For those in the orange category, which includes Americans, proof of vaccination and proof of a negative test are required for anyone age 12 or older. Those who are unvaccinated must show a compelling reason why they need to enter the country, must show proof of a negative test, and must self-isolate for 7 days upon entry.
France is instituting the measures as cases are starting to spike in the country. In late November, the country was averaging about 28,000 new COVID cases per day. That number is up to more than 41,000 over the past week, including 51,624 on Saturday, the highest one-day total in France since April.
The new travel measures were an immediate step taken by government officials who are trying to avoid putting the country into another lockdown.
“Our wish is to be able to spend Christmas together,” government spokesman Gabriel Attal said on Friday.
Even tighter measures were to be discussed early this week.
The first case of the omicron variant was confirmed in France late last week in a patient outside of Paris. Attal said it wasn’t surprising.
“Let’s not be fooled nor naive,” Attal said. “There will most likely be (omicron) cases in our territory in the coming hours or the coming days.”
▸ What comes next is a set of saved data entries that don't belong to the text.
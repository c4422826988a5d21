//! Structured logging.
//!
//! `RUST_LOG` wins when set; otherwise the configured level applies to this
//! crate and to `tower_http`.

use tracing_subscriber::{fmt, layer::SubscriberExt, util::SubscriberInitExt, EnvFilter};

use crate::config::{LogFormat, ObservabilityConfig};

fn filter(config: &ObservabilityConfig) -> EnvFilter {
    EnvFilter::try_from_default_env().unwrap_or_else(|_| {
        let level = config.log_level.to_ascii_lowercase();
        EnvFilter::new(format!("forwarding_proxy={level},tower_http={level}"))
    })
}

/// Install the global subscriber. Call once, at startup.
pub fn init(config: &ObservabilityConfig) {
    let registry = tracing_subscriber::registry().with(filter(config));

    match config.log_format {
        LogFormat::Pretty => registry.with(fmt::layer()).init(),
        LogFormat::Json => registry.with(fmt::layer().json()).init(),
    }
}
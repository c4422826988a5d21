//! HTML route page.

use std::fmt::Write;

use crate::config::UiConfig;
use crate::registry::RouteTable;

pub fn render_routes(ui: &UiConfig, routes: &RouteTable) -> String {
    let title = if ui.title.is_empty() { "forwarding-proxy" } else { ui.title.as_str() };

    let mut html = String::new();
    let _ = write!(
        html,
        "<!doctype html>\n<html>\n<head><title>{title} - routes</title></head>\n<body>\n\
         <header class=\"{color}\"><h1>{title}</h1><span>{version}</span></header>\n\
         <table>\n<tr><th>#</th><th>Service</th><th>Source</th><th>Dest</th><th>Weight</th><th>Tags</th></tr>\n",
        title = escape(title),
        color = escape(&ui.color),
        version = env!("CARGO_PKG_VERSION"),
    );

    for (i, route) in routes.iter().enumerate() {
        let weight = route.weight.map(|w| format!("{:.2}%", w * 100.0)).unwrap_or_default();
        let _ = writeln!(
            html,
            "<tr><td>{}</td><td>{}</td><td>{}</td><td>{}</td><td>{}</td><td>{}</td></tr>",
            i + 1,
            escape(&route.service),
            escape(&route.src),
            escape(&route.dst),
            weight,
            escape(&route.tags.join(", ")),
        );
    }

    html.push_str("</table>\n</body>\n</html>\n");
    html
}

fn escape(s: &str) -> String {
    let mut out = String::with_capacity(s.len());
    for c in s.chars() {
        match c {
            '&' => out.push_str("&amp;"),
            '<' => out.push_str("&lt;"),
            '>' => out.push_str("&gt;"),
            '"' => out.push_str("&quot;"),
            '\'' => out.push_str("&#39;"),
            c => out.push(c),
        }
    }
    out
}
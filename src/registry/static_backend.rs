//! Registry backend serving a fixed route table.

use super::{Backend, RegistryError, RouteTable};

#[derive(Debug, Clone, Default)]
pub struct StaticBackend {
    routes: RouteTable,
}

impl StaticBackend {
    pub fn new(text: &str) -> Result<Self, RegistryError> {
        Ok(Self {
            routes: RouteTable::parse(text)?,
        })
    }
}

impl Backend for StaticBackend {
    fn name(&self) -> &'static str {
        "static"
    }

    fn routes(&self) -> &RouteTable {
        &self.routes
    }
}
French officials, like many others around the world, are attempting to get ahead of omicron in a better fashion than was done with the delta variant earlier in the year. That variant, which proved to be more difficult to deal with than the original coronavirus, hit many countries hard after restrictions and protocols had been relaxed.
The government’s top health advisor said swift actions are needed to protect residents and the country as a whole.
“Christmas is not a risk if the population and decision-makers are all very cautious,” said Jean-Francois Delfraissy, according to Reuters.
Delfraissy said social distancing, masks, and booster shots are key weapons in the fight.